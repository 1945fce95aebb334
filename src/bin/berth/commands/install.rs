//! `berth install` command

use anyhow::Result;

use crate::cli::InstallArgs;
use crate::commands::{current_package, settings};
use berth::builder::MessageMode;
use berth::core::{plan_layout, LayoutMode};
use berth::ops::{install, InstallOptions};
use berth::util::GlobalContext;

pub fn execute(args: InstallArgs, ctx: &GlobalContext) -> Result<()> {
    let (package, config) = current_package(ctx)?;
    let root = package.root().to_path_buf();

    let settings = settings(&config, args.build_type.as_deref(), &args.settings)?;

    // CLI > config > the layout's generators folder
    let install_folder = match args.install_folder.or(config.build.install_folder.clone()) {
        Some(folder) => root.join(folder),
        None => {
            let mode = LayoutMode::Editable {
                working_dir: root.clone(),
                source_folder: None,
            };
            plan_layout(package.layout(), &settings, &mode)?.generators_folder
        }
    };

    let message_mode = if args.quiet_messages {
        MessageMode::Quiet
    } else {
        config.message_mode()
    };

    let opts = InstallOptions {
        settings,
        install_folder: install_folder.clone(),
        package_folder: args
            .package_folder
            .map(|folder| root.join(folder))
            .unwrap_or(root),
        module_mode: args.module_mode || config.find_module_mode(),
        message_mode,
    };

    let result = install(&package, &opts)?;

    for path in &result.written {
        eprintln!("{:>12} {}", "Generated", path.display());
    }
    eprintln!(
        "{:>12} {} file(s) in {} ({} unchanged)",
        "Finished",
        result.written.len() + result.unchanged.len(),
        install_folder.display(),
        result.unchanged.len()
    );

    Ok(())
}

============

» **Exercise goal**:
Without altering a single word, set down all the entries again.

» **Answer below**:
repository 1945fce95aebb334
filename src/bin/berth/commands/install.rs
//! `berth install` command

use anyhow::Result;

use crate::cli::InstallArgs;
use crate::commands::{current_package, settings};
use berth::builder::MessageMode;
use berth::core::{plan_layout, LayoutMode};
use berth::ops::{install, InstallOptions};
use berth::util::GlobalContext;

pub fn execute(args: InstallArgs, ctx: &GlobalContext) -> Result<()> {
    let (package, config) = current_package(ctx)?;
    let root = package.root().to_path_buf();

    let settings = settings(&config, args.build_type.as_deref(), &args.settings)?;

    // CLI > config > the layout's generators folder
    let install_folder = match args.install_folder.or(config.build.install_folder.clone()) {
        Some(folder) => root.join(folder),
        None => {
            let mode = LayoutMode::Editable {
                working_dir: root.clone(),
                source_folder: None,
            };
            plan_layout(package.layout(), &settings, &mode)?.generators_folder
        }
    };

    let message_mode = if args.quiet_messages {
        MessageMode::Quiet
    } else {
        config.message_mode()
    };

    let opts = InstallOptions {
        settings,
        install_folder: install_folder.clone(),
        package_folder: args
            .package_folder
            .map(|folder| root.join(folder))
            .unwrap_or(root),
        module_mode: args.module_mode || config.find_module_mode(),
        message_mode,
    };

    let result = install(&package, &opts)?;

    for path in &result.written {
        eprintln!("{:>12} {}", "Generated", path.display());
    }
    eprintln!(
        "{:>12} {} file(s) in {} ({} unchanged)",
        "Finished",
        result.written.len() + result.unchanged.len(),
        install_folder.display(),
        result.unchanged.len()
    );

    Ok(())
}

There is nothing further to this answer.